Congressional Democrats say President Bush's speech Thursday was long on rhetoric and short on specifics about how the administration plans to reach its goals in the war in Iraq and the war on terrorism.
Minority Democrats in Congress were quick to criticize Mr. Bush's address, including Senator Jack Reed of Rhode Island, a member of the Senate Armed Services Committee.
"The president said Iraq is the central front in the war on terror," said Mr. Reed. "It is the central front because he made it the central front. There were no extensive training camps for militants in Iraq before we arrived."
Democrats said Mr. Bush's speech was full of generalities about the war in Iraq, but it fell short of laying out a specific plan for achieving success there.
Assistant Senate Minority Leader Dick Durbin of Illinois.
"How many Iraqi battalions need to be ready for battle before the first American soldier can come home," said Mr. Durbin. "Why have we failed to prepare more Iraqi soldiers to protect their own country despite the commitment and all the rhetoric we supposedly have heard and seen over the last year or two?"
Senator Durbin was referring to an assessment from Pentagon officials, who told Congress last week that only one of Iraq's 100 battalions is able to fight without U.S. support. The top U.S. commander in Iraq, General George Casey, says the number is down from three battalions, because standards for the highest readiness rating have become more rigorous during the past few months.
Senator Durbin also wanted the president to discuss the progress of reconstruction in Iraq, in terms of how much electricity and clean water have been restored to Iraqi homes and businesses.
The top Democrat on the Senate Foreign Relations Committee, Senator Joe Biden of Delaware, said he is disappointed Mr. Bush did not discuss plans to secure political success in Iraq, with Iraqis to vote on a new constitution in a referendum on October 15.
"We still do not know what the plan is to overcome deep Sunni hostility to the constitution and reconcile the growing sectarian differences that threaten to divide Iraq, not unite it," said Mr. Biden.
Senator Biden wondered how Mr. Bush could claim progress in Iraq with questions remaining about prospects for Iraqi unity, a timetable for a U.S. troop withdrawal, and a plan to move reconstruction projects forward.
"In each of these areas, Iraqis today as I speak, are worse off than they were before the war," he added.
On the issue of the war on terrorism, House Minority Leader Nancy Pelosi of California said the war in Iraq diverted U.S. attention away from the search for Osama bin Laden, the mastermind behind the September 11, 2001 attacks.
"If we had stayed focused in Afghanistan from the start we might have been farther along in the fight against terror than we are because he diverted our resources into Iraq," she noted.
Senator Reed of Rhode Island said Iraq has also been a problem for the administration's plans to promote democracy around the world.
"The president talked about ultimately advancing democracy as the antidote to this jihadist approach to the world.
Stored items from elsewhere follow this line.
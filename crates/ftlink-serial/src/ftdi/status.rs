//! Modem status word classification.
//!
//! Line status bit field (low byte):
//!
//! | bit | signal                             |
//! |-----|------------------------------------|
//! | B4  | clear to send (CTS)                |
//! | B5  | data set ready (DSR)               |
//! | B6  | ring indicator (RI)                |
//! | B7  | receive line signal detect (RLSD)  |
//!
//! UART error bit field (high byte, `*` marks serious errors):
//!
//! | bit  | condition                          |
//! |------|------------------------------------|
//! | B8   | data ready                         |
//! | B9*  | overrun                            |
//! | B10* | parity                             |
//! | B11* | framing                            |
//! | B12  | break interrupt                    |
//! | B13  | transmitter holding register empty |
//! | B14  | transmitter empty                  |
//! | B15* | error in receiver FIFO             |

use crate::ftdi::types::{ErrorFlags, SignalFlags};

/// Error bits whose recovery policy is purge-and-discard.
pub const SERIOUS_MASK: u32 = 0b1000_1110_0000_0000;

const CTS: u32 = 0x0010;
const DSR: u32 = 0x0020;
const RI: u32 = 0x0040;
const RLSD: u32 = 0x0080;

const OVERRUN: u32 = 0x0200;
const PARITY: u32 = 0x0400;
const FRAMING: u32 = 0x0800;
const BREAK: u32 = 0x1000;
const FIFO: u32 = 0x8000;

/// Classified modem status word.
#[derive(Debug, Clone, Copy, PartialEq, Eq, Default)]
pub struct ModemStatus {
    pub signals: SignalFlags,
    pub errors: ErrorFlags,
    /// Any of overrun, parity, framing or FIFO error is set.
    pub serious: bool,
}

/// Split a raw status word into its signal and error halves.
pub fn classify(word: u32) -> ModemStatus {
    ModemStatus {
        signals: signals(word),
        errors: errors(word),
        serious: word & SERIOUS_MASK != 0,
    }
}

/// Signal half of the status word.
pub fn signals(word: u32) -> SignalFlags {
    let mut flags = SignalFlags::empty();
    if word & RLSD != 0 {
        flags |= SignalFlags::RECEIVED_LINE_SIGNAL_DETECT;
    }
    if word & RI != 0 {
        flags |= SignalFlags::RING_INDICATOR;
    }
    if word & DSR != 0 {
        flags |= SignalFlags::DATA_SET_READY;
    }
    if word & CTS != 0 {
        flags |= SignalFlags::CLEAR_TO_SEND;
    }
    flags
}

/// Error half of the status word.
pub fn errors(word: u32) -> ErrorFlags {
    let mut flags = ErrorFlags::empty();
    if word & FIFO != 0 {
        flags |= ErrorFlags::FIFO;
    }
    if word & BREAK != 0 {
        flags |= ErrorFlags::BREAK_CONDITION;
    }
    if word & FRAMING != 0 {
        flags |= ErrorFlags::FRAMING;
    }
    if word & PARITY != 0 {
        flags |= ErrorFlags::PARITY;
    }
    if word & OVERRUN != 0 {
        flags |= ErrorFlags::OVERRUN;
    }
    flags
}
Iraq is complicating our ability to do just that. When Turkish women's rights advocates berate Karen Hughes in Turkey about our position in Iraq, that is not a sign that we are making progress with those people with whom we need to make progress," said Mr. Reed.
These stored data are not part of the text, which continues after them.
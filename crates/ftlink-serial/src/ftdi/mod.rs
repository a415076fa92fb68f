//! FTDI crate: sub-modules.

pub mod types;
pub mod error;
pub mod driver;
pub mod simulated;
pub mod status;
pub mod buffer;
pub mod hardware;
pub mod drain;
pub mod wait;
pub mod discovery;
pub mod session;

// Re-export top-level items for convenience.
pub use types::*;
pub use error::{FtError, FtErrorKind, FtResult};
pub use driver::{DeviceNode, DriverStatus, EepromIdentity, EventMask, FtDriver, FtHandle, QueueStatus};
pub use simulated::{HwCall, HwOp, SimulatedDriver};
pub use status::{classify, ModemStatus};
pub use buffer::ReceiveBuffer;
pub use drain::DrainState;
pub use discovery::available_ports;
pub use session::{DeviceSession, SessionEvent};
//! Device discovery.

use crate::ftdi::driver::FtDriver;
use crate::ftdi::types::DeviceDescriptor;
use log::{debug, warn};

/// List attached devices matching a vendor/product pair.
///
/// Each match is opened just long enough to read its EEPROM identity.  An
/// enumeration failure yields an empty list; a device that cannot be opened
/// or read ends the listing with whatever was gathered before it.
pub async fn available_ports(driver: &dyn FtDriver, vendor_id: u16, product_id: u16) -> Vec<DeviceDescriptor> {
    let nodes = match driver.enumerate().await {
        Ok(nodes) => nodes,
        Err(s) => {
            warn!("Device enumeration failed: {}", s);
            return Vec::new();
        }
    };

    let mut ports = Vec::new();
    for node in nodes.iter().filter(|n| n.matches(vendor_id, product_id)) {
        let handle = match driver.open(node.index).await {
            Ok(handle) => handle,
            Err(s) => {
                warn!("Could not open device {} for discovery: {}", node.index, s);
                break;
            }
        };

        let identity = driver.read_identity(handle).await;
        if let Err(s) = driver.close(handle).await {
            debug!("Closing device {} after discovery: {}", node.index, s);
        }

        match identity {
            Ok(eeprom) => ports.push(DeviceDescriptor {
                manufacturer: eeprom.manufacturer,
                description: eeprom.description,
                serial_number: eeprom.serial_number,
                vendor_id: eeprom.vendor_id,
                product_id: eeprom.product_id,
            }),
            Err(s) => {
                warn!("Could not read identity of device {}: {}", node.index, s);
                break;
            }
        }
    }
    ports
}

#[cfg(test)]
mod tests {
    use super::*;
    use crate::ftdi::driver::{DriverStatus, EepromIdentity};
    use crate::ftdi::simulated::{HwOp, SimulatedDriver};
    use crate::ftdi::types::{FTDI_NAME, FTDI_PID, FTDI_VID};

    fn eeprom(serial: &str) -> EepromIdentity {
        EepromIdentity {
            manufacturer: "FTDI".to_string(),
            description: "FT232R USB UART".to_string(),
            serial_number: serial.to_string(),
            vendor_id: FTDI_VID,
            product_id: FTDI_PID,
        }
    }

    #[tokio::test]
    async fn test_lists_only_matching_devices() {
        let d = SimulatedDriver::new();
        d.attach(FTDI_VID, FTDI_PID, 5, eeprom("A1"));
        d.attach(FTDI_VID, 0x6015, 8, eeprom("X"));
        d.attach(FTDI_VID, FTDI_PID, 5, eeprom("B2"));

        let ports = available_ports(d.as_ref(), FTDI_VID, FTDI_PID).await;
        let serials: Vec<_> = ports.iter().map(|p| p.serial_number.as_str()).collect();
        assert_eq!(serials, ["A1", "B2"]);
        assert_eq!(ports[0].port_name(), FTDI_NAME);
        assert_eq!(d.open_handle_count(), 0);
    }

    #[tokio::test]
    async fn test_enumeration_failure_is_empty() {
        let d = SimulatedDriver::with_ft232r();
        d.fail(HwOp::Enumerate, DriverStatus::IoError);
        assert!(available_ports(d.as_ref(), FTDI_VID, FTDI_PID).await.is_empty());
    }

    #[tokio::test]
    async fn test_identity_failure_stops_listing_and_closes() {
        let d = SimulatedDriver::new();
        d.attach(FTDI_VID, FTDI_PID, 5, eeprom("A1"));
        d.fail(HwOp::ReadIdentity, DriverStatus::EepromReadFailed);
        assert!(available_ports(d.as_ref(), FTDI_VID, FTDI_PID).await.is_empty());
        assert_eq!(d.open_handle_count(), 0);
    }

    #[tokio::test]
    async fn test_device_busy_ends_listing() {
        let d = SimulatedDriver::new();
        d.attach(FTDI_VID, FTDI_PID, 5, eeprom("A1"));
        d.attach(FTDI_VID, FTDI_PID, 5, eeprom("B2"));
        // Device 0 is held by another session.
        let held = d.open(0).await.unwrap();

        assert!(available_ports(d.as_ref(), FTDI_VID, FTDI_PID).await.is_empty());
        assert_eq!(d.open_handle_count(), 1);
        d.close(held).await.unwrap();
    }
}
//! Event drain loop.
//!
//! One task per open session.  It sleeps on the driver wake-up notifier,
//! queries the combined device status, then either classifies a modem
//! status change or drains the queued receive bytes into the
//! [`ReceiveBuffer`](crate::ftdi::buffer::ReceiveBuffer).  A failed status
//! query is the only transition to [`DrainState::Faulted`]; the task exits
//! and draining stays off until the session is reopened.

use crate::ftdi::driver::EventMask;
use crate::ftdi::session::SessionCore;
use crate::ftdi::status::classify;
use crate::ftdi::types::ErrorFlags;
use log::{debug, trace, warn};
use serde::{Deserialize, Serialize};
use std::sync::atomic::{AtomicBool, Ordering};
use std::sync::Arc;
use tokio::sync::Notify;

/// Observable state of the drain loop.
#[derive(Debug, Clone, Copy, PartialEq, Eq, Default, Serialize, Deserialize)]
#[serde(rename_all = "camelCase")]
pub enum DrainState {
    /// Waiting for a driver wake-up.
    #[default]
    Idle,
    /// Reading queued bytes.
    Draining,
    /// Handling a modem status change.
    ClassifyingStatus,
    /// Status query failed; terminal until reopened.
    Faulted,
    /// Session closed.
    Stopped,
}

impl DrainState {
    /// State entered for a wake-up whose event cause is `events`.
    ///
    /// A modem status change takes precedence over received data;
    /// unrecognised causes leave the loop idle.
    pub fn on_wake(events: EventMask) -> DrainState {
        if events.contains(EventMask::MODEM_STATUS) {
            DrainState::ClassifyingStatus
        } else if events.contains(EventMask::RXCHAR) {
            DrainState::Draining
        } else {
            DrainState::Idle
        }
    }

    /// The loop no longer runs in this state.
    pub fn is_terminal(&self) -> bool {
        matches!(self, DrainState::Faulted | DrainState::Stopped)
    }
}

/// Shutdown signal shared between a session and its drain task.
#[derive(Default)]
pub(crate) struct DrainControl {
    stopping: AtomicBool,
    stop: Notify,
}

impl DrainControl {
    pub(crate) fn new() -> Arc<Self> {
        Arc::new(Self::default())
    }

    pub(crate) fn request_stop(&self) {
        self.stopping.store(true, Ordering::SeqCst);
        self.stop.notify_one();
    }

    pub(crate) fn is_stopping(&self) -> bool {
        self.stopping.load(Ordering::SeqCst)
    }

    async fn stopped(&self) {
        if self.is_stopping() {
            return;
        }
        self.stop.notified().await;
    }
}

enum Step {
    Continue,
    Stop,
    Fault,
}

/// Drive the loop until shutdown or fault.
pub(crate) async fn run(core: Arc<SessionCore>, wake: Arc<Notify>, control: Arc<DrainControl>) {
    loop {
        core.set_drain_state(DrainState::Idle);
        tokio::select! {
            biased;
            _ = control.stopped() => break,
            _ = wake.notified() => {}
        }
        match step(&core, &control).await {
            Step::Continue => {}
            Step::Stop => break,
            Step::Fault => {
                core.set_drain_state(DrainState::Faulted);
                warn!("Drain loop faulted; draining disabled until reopen");
                return;
            }
        }
    }
    core.set_drain_state(DrainState::Stopped);
    trace!("Drain loop stopped");
}

async fn step(core: &SessionCore, control: &DrainControl) -> Step {
    let status = match core.hardware.query_status().await {
        Ok(status) => status,
        Err(e) => {
            if control.is_stopping() {
                return Step::Stop;
            }
            // NOT_OPEN only shows up when the handle went away without a
            // stop request; a regular close stops the loop silently.
            core.report_error(core.failure_flag(ErrorFlags::READ), &e.message);
            return Step::Fault;
        }
    };

    match DrainState::on_wake(status.events) {
        DrainState::ClassifyingStatus => {
            core.set_drain_state(DrainState::ClassifyingStatus);
            classify_status(core, control).await;
        }
        DrainState::Draining => {
            core.set_drain_state(DrainState::Draining);
            drain(core, control).await;
        }
        _ => trace!("Ignoring wake-up with events {:?}", status.events),
    }
    Step::Continue
}

async fn classify_status(core: &SessionCore, control: &DrainControl) {
    let word = match core.hardware.modem_status().await {
        Ok(word) => word,
        Err(e) => {
            if !control.is_stopping() {
                core.report_error(core.failure_flag(ErrorFlags::READ), &e.message);
            }
            return;
        }
    };

    let status = classify(word);
    if status.serious {
        debug!("Serious line error in status {:#06x}; purging buffers", word);
        match core.hardware.purge().await {
            Ok(()) => core.record_purge(),
            Err(e) => warn!("Purge after line error failed: {}", e),
        }
    } else {
        core.set_error_flags(status.errors);
    }
}

async fn drain(core: &SessionCore, control: &DrainControl) {
    match core.hardware.drain_rx().await {
        Ok(bytes) if bytes.is_empty() => {}
        Ok(bytes) => {
            core.buffer.push(&bytes);
            core.record_drain(bytes.len());
            trace!("Drained {} bytes", bytes.len());
            core.emit(crate::ftdi::session::SessionEvent::ReadyRead {
                received: bytes.len(),
                available: core.buffer.available(),
            });
        }
        Err(e) => {
            if !control.is_stopping() {
                core.report_error(core.failure_flag(ErrorFlags::READ), &e.message);
            }
        }
    }
}
#[cfg(test)]
mod tests {
    use super::*;
    use crate::ftdi::error::FtErrorKind;
    use crate::ftdi::simulated::{HwCall, HwOp, SimulatedDriver};

    fn session(driver: &Arc<SimulatedDriver>) -> HardwareSession {
        HardwareSession::new(driver.clone(), SessionConfig::default())
    }

    #[tokio::test]
    async fn test_open_applies_configuration() {
        let d = SimulatedDriver::with_ft232r();
        let hw = session(&d);
        let (identity, _wake) = hw.open().await.unwrap();
        assert!(hw.is_open());
        assert_eq!(identity.product_name, "FT232R USB UART");
        assert_eq!(identity.serial_number, "A9XK2B1Q");
        assert_eq!(identity.library_version, "3.02.11");
        assert_eq!(identity.chip_id, 5);

        let calls = d.calls();
        assert_eq!(calls[0], HwCall::Open(0));
        assert!(calls.contains(&HwCall::SetBaudRate(115200)));
        assert!(calls.contains(&HwCall::SetDataCharacteristics {
            data_bits: 8,
            stop_bits: StopBits::One,
            parity: Parity::None,
        }));
        assert!(calls.contains(&HwCall::SetLatencyTimer(3)));
        assert!(calls.contains(&HwCall::SetTimeouts {
            read_ms: 5000,
            write_ms: 2000,
        }));
        assert!(calls.contains(&HwCall::Purge { rx: true, tx: true }));
        assert_eq!(d.armed_events(), ARMED_EVENTS);
    }

    #[tokio::test]
    async fn test_open_twice_rejected() {
        let d = SimulatedDriver::with_ft232r();
        let hw = session(&d);
        hw.open().await.unwrap();
        let err = hw.open().await.unwrap_err();
        assert_eq!(err.kind, FtErrorKind::AlreadyOpen);
        assert_eq!(d.open_handle_count(), 1);
    }

    #[tokio::test]
    async fn test_open_failures_map_to_kinds() {
        let cases = [
            (HwOp::Enumerate, FtErrorKind::EnumerationFailed),
            (HwOp::Open, FtErrorKind::OpenFailed),
            (HwOp::SetBaudRate, FtErrorKind::ConfigurationFailed),
            (HwOp::SetDataCharacteristics, FtErrorKind::ConfigurationFailed),
            (HwOp::SetFlowControl, FtErrorKind::ConfigurationFailed),
            (HwOp::SetLatencyTimer, FtErrorKind::ConfigurationFailed),
            (HwOp::SetTimeouts, FtErrorKind::ConfigurationFailed),
            (HwOp::ReadIdentity, FtErrorKind::IdentityReadFailed),
            (HwOp::LibraryVersion, FtErrorKind::IdentityReadFailed),
            (HwOp::ArmEvents, FtErrorKind::EventArmFailed),
        ];
        for (op, kind) in cases {
            let d = SimulatedDriver::with_ft232r();
            d.fail(op, DriverStatus::OtherError);
            let hw = session(&d);
            let err = hw.open().await.unwrap_err();
            assert_eq!(err.kind, kind, "failing {:?}", op);
            assert!(!hw.is_open());
            assert_eq!(d.open_handle_count(), 0, "handle leaked when failing {:?}", op);
        }
    }

    #[tokio::test]
    async fn test_setters_fail_while_closed_without_touching_hardware() {
        let d = SimulatedDriver::with_ft232r();
        let hw = session(&d);
        assert_eq!(hw.set_dtr(true).await.unwrap_err().kind, FtErrorKind::NotOpen);
        assert_eq!(hw.set_rts(true).await.unwrap_err().kind, FtErrorKind::NotOpen);
        assert_eq!(
            hw.set_line_format(LineFormat::Serial8E1).await.unwrap_err().kind,
            FtErrorKind::NotOpen
        );
        assert_eq!(
            hw.set_flow_control(FlowControl::RtsCts).await.unwrap_err().kind,
            FtErrorKind::NotOpen
        );
        assert!(d.calls().is_empty());
        assert_eq!(hw.settings(), PortSettings::default());
    }

    #[tokio::test]
    async fn test_baud_rate_stored_while_closed() {
        let d = SimulatedDriver::with_ft232r();
        let hw = session(&d);
        assert!(!hw.set_baud_rate(921_600).await.unwrap());
        assert!(d.calls().is_empty());
        hw.open().await.unwrap();
        assert!(d.calls().contains(&HwCall::SetBaudRate(921_600)));
        assert!(!d.calls().contains(&HwCall::SetBaudRate(115_200)));
    }

    #[tokio::test]
    async fn test_failed_setter_keeps_previous_value() {
        let d = SimulatedDriver::with_ft232r();
        let hw = session(&d);
        hw.open().await.unwrap();
        hw.set_flow_control(FlowControl::XonXoff).await.unwrap();
        d.fail(HwOp::SetFlowControl, DriverStatus::InvalidParameter);
        let err = hw.set_flow_control(FlowControl::DtrDsr).await.unwrap_err();
        assert_eq!(err.kind, FtErrorKind::ConfigurationFailed);
        assert_eq!(err.driver_status, Some(DriverStatus::InvalidParameter));
        assert_eq!(hw.settings().flow_control, FlowControl::XonXoff);
        assert!(hw.is_open());
    }

    #[tokio::test]
    async fn test_close_is_idempotent() {
        let d = SimulatedDriver::with_ft232r();
        let hw = session(&d);
        hw.open().await.unwrap();
        assert!(hw.close().await);
        assert!(!hw.close().await);
        assert!(!hw.is_open());
        assert_eq!(d.open_handle_count(), 0);
    }

    #[tokio::test]
    async fn test_pinout_signals_closed_is_empty() {
        let d = SimulatedDriver::with_ft232r();
        d.set_modem_status(0x00F0);
        let hw = session(&d);
        assert_eq!(hw.pinout_signals().await.unwrap(), SignalFlags::empty());
        hw.open().await.unwrap();
        assert_eq!(hw.pinout_signals().await.unwrap(), SignalFlags::all());
    }

    #[tokio::test]
    async fn test_drain_rx_reads_queued_count() {
        let d = SimulatedDriver::with_ft232r();
        let hw = session(&d);
        hw.open().await.unwrap();
        d.inject_rx(b"payload");
        d.clear_calls();
        assert_eq!(hw.drain_rx().await.unwrap(), b"payload");
        assert_eq!(d.calls(), vec![HwCall::GetQueueStatus, HwCall::Read(7)]);
        // Nothing queued: no read issued.
        d.clear_calls();
        assert!(hw.drain_rx().await.unwrap().is_empty());
        assert_eq!(d.calls(), vec![HwCall::GetQueueStatus]);
    }

    #[tokio::test]
    async fn test_drain_rx_io_error_message() {
        let d = SimulatedDriver::with_ft232r();
        let hw = session(&d);
        hw.open().await.unwrap();
        d.inject_rx(b"x");
        d.fail(HwOp::Read, DriverStatus::IoError);
        let err = hw.drain_rx().await.unwrap_err();
        assert_eq!(err.kind, FtErrorKind::ReadFailed);
        assert_eq!(err.message, "an I/O error occurred");
    }
}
Senator Reed was referring to Undersecretary of State for Public Diplomacy Karen Hughes, who recently met with a Turkish women's rights group in Istanbul as part of a regional tour aimed at improving the U.S. image overseas. The women activists used the meeting to express their anger over the U.S.-led invasion of Iraq.
Senator Reed said he was also disappointed that Mr. Bush's speech fell short in proposing concrete ways to counter Islamic extremism. For example, he said, the administration has offered no proposals to provide alternatives to madrassas, Islamic schools which have often been linked to militant groups.
While Democrats were critical of the speech, Republicans welcomed it. Senator Rick Santorum of Pennsylvania said the President should have delivered it a few years ago.
Mr. Bush's speech comes as public opinion polls show most Americans disapproving of the way he is handling the war in Iraq.